• [Exercise requirements] Using the data below, return the stretch from the line that contains "use crate::backends::local::MemoryStore;" through the line that contains "let mut store", both included, exactly as it stands and nothing beyond it.

*** Records ***

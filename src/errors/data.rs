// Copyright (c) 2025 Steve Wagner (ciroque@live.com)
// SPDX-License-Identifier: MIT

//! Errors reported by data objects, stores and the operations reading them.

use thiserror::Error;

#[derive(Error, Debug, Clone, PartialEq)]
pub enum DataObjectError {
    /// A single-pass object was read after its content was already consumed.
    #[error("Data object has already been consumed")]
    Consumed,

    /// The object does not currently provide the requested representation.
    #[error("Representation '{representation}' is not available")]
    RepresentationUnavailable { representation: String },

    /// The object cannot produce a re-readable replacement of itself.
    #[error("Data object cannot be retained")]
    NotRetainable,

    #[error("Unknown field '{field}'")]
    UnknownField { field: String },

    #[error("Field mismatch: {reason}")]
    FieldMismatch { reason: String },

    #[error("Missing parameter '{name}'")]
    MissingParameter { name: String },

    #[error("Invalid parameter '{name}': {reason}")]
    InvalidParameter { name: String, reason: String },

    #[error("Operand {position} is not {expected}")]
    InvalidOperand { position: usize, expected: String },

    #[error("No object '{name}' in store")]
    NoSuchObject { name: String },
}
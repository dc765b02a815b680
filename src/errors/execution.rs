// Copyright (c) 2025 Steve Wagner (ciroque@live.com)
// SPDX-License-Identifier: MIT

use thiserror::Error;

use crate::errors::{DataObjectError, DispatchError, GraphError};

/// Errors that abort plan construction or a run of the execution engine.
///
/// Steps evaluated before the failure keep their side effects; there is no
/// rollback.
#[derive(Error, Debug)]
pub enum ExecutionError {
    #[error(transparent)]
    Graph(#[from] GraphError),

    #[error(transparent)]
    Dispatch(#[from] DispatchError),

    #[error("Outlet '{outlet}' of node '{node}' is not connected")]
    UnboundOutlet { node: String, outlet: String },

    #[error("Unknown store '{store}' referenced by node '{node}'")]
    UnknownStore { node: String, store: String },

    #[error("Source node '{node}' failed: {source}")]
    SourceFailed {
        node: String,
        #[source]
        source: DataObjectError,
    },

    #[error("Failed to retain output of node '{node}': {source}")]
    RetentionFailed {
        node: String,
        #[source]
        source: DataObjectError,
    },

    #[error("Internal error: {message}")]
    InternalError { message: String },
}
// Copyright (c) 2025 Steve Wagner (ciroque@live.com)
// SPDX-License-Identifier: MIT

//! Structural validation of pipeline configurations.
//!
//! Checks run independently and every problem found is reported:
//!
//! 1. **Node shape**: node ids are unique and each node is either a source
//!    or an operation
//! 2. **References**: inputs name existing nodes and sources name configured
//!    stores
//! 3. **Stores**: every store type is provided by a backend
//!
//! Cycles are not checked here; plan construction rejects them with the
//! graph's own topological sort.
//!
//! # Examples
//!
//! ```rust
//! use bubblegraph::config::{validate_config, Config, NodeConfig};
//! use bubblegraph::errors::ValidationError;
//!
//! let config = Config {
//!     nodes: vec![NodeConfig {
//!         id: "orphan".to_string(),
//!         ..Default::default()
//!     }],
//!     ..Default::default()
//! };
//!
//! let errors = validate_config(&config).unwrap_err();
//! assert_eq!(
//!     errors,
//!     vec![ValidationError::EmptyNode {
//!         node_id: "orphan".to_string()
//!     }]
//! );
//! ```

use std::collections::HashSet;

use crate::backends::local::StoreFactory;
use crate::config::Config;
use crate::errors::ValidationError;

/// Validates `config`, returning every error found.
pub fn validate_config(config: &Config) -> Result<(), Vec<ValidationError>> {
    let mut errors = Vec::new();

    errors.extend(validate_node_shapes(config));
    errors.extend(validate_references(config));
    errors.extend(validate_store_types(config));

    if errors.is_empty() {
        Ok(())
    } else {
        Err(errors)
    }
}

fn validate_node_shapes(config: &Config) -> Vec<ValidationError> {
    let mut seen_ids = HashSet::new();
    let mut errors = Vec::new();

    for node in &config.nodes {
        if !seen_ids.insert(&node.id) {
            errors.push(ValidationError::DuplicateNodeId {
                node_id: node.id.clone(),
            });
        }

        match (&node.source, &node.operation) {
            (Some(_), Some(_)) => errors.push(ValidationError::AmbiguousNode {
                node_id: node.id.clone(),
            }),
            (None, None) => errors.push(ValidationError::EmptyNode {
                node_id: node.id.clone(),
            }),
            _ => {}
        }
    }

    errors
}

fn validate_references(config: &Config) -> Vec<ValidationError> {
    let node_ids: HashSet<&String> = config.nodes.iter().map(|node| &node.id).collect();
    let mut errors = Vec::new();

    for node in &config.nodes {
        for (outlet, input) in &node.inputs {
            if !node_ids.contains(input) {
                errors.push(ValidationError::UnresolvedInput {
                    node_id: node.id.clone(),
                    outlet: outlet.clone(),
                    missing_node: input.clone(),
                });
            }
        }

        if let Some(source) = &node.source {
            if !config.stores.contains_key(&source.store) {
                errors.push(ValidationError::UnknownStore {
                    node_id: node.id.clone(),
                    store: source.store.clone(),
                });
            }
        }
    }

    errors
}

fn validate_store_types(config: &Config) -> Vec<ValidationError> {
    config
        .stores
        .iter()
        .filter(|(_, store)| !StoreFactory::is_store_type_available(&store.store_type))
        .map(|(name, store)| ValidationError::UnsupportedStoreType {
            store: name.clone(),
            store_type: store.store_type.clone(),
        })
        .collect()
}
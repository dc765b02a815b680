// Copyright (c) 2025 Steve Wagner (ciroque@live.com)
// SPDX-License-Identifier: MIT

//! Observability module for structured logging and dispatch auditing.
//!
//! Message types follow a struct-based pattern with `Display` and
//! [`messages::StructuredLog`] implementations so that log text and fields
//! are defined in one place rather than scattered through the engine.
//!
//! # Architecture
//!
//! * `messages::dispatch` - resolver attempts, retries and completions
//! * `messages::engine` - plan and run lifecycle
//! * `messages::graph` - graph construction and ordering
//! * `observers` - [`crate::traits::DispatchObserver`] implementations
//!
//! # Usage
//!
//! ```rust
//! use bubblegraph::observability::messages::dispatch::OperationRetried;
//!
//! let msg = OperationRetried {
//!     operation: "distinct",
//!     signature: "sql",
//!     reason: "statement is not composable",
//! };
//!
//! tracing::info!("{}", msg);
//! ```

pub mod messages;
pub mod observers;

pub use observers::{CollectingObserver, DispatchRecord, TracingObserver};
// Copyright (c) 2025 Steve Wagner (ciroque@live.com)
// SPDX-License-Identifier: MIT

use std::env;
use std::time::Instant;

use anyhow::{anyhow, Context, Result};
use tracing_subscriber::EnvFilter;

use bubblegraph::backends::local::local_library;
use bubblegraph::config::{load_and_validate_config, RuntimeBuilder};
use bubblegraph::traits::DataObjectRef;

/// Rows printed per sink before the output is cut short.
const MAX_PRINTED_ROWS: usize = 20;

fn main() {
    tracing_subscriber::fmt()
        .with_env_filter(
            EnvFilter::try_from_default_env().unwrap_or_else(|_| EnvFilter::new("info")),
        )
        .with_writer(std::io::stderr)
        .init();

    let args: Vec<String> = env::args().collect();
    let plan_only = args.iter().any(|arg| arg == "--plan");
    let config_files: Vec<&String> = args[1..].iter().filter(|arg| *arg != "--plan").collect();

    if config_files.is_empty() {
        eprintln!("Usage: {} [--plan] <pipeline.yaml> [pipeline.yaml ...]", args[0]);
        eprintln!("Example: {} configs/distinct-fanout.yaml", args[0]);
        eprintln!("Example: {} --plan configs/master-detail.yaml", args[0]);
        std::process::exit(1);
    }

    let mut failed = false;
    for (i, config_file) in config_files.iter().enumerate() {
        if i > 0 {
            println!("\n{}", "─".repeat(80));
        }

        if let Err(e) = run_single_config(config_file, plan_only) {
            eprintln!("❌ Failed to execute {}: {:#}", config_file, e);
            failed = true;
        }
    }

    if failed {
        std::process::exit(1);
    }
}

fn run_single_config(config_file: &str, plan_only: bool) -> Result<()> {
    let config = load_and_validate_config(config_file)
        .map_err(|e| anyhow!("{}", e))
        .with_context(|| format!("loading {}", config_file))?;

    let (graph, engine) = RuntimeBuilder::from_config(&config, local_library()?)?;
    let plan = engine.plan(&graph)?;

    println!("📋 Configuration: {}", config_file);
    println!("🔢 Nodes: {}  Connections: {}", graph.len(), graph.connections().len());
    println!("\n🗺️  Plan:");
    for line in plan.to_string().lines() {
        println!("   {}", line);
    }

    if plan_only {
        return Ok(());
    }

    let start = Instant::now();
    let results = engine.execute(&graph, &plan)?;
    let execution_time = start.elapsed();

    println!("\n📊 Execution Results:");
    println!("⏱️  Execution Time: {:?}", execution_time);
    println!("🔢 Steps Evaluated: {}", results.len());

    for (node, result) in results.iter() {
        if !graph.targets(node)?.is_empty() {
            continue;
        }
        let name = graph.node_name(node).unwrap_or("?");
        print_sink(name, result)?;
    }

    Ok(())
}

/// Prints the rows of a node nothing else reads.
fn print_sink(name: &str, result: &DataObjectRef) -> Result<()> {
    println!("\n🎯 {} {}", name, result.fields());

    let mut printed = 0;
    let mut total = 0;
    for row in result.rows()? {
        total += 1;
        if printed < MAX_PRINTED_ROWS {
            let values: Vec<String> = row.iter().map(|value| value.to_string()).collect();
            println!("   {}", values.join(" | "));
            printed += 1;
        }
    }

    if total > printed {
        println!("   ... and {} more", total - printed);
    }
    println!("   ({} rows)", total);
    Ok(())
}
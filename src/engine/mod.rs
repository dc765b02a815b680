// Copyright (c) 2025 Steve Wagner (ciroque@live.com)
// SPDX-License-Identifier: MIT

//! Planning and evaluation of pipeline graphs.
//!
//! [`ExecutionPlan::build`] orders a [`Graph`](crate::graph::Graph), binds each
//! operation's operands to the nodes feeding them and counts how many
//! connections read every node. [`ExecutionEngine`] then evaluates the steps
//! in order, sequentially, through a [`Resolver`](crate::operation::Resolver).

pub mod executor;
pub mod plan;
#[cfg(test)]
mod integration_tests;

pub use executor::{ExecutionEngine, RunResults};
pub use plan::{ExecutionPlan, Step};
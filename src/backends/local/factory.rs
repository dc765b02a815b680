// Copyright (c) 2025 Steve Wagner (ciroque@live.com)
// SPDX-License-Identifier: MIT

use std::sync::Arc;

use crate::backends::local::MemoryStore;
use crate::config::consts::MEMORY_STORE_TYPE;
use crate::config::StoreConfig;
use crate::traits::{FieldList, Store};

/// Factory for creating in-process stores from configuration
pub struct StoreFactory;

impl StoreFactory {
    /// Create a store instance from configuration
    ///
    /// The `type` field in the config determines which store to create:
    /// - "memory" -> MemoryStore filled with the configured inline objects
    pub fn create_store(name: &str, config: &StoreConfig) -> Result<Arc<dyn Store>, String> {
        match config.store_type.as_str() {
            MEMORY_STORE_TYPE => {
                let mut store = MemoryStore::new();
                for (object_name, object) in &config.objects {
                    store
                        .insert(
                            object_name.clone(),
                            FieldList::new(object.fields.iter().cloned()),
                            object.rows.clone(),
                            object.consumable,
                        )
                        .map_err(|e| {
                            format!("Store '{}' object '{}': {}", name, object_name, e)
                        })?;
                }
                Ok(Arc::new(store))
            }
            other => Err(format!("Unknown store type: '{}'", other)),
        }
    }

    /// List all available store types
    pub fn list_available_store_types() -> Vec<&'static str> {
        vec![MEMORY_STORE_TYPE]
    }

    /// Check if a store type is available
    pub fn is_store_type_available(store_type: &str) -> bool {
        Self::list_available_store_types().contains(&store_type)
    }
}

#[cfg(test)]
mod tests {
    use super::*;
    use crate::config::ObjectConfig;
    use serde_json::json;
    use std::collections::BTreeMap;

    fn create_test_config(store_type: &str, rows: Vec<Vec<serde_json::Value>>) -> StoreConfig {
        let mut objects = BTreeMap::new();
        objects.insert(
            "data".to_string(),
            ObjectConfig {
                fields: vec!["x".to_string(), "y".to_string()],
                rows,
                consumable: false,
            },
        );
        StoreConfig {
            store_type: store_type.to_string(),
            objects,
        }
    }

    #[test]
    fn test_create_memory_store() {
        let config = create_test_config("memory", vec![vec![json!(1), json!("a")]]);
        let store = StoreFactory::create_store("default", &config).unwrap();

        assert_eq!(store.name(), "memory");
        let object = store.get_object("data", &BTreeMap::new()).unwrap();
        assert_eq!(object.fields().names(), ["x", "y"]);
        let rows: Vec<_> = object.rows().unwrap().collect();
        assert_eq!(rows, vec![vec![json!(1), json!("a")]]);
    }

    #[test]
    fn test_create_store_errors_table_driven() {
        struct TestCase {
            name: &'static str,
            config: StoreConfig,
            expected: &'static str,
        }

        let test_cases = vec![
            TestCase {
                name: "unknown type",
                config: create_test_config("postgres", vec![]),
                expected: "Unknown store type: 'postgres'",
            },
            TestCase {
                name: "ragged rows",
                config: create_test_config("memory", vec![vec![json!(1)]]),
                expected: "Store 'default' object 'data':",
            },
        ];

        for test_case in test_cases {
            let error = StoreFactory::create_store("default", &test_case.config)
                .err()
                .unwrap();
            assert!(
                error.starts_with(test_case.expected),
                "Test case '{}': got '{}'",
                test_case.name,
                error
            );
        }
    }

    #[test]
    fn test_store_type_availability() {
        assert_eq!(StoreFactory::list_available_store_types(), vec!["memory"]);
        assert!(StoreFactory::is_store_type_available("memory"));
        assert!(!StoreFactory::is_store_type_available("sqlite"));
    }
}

***

• [Answer]
use crate::backends::local::MemoryStore;
use crate::config::consts::MEMORY_STORE_TYPE;
use crate::config::StoreConfig;
use crate::traits::{FieldList, Store};

/// Factory for creating in-process stores from configuration
pub struct StoreFactory;

impl StoreFactory {
    /// Create a store instance from configuration
    ///
    /// The `type` field in the config determines which store to create:
    /// - "memory" -> MemoryStore filled with the configured inline objects
    pub fn create_store(name: &str, config: &StoreConfig) -> Result<Arc<dyn Store>, String> {
        match config.store_type.as_str() {
            MEMORY_STORE_TYPE => {
                let mut store = MemoryStore::new();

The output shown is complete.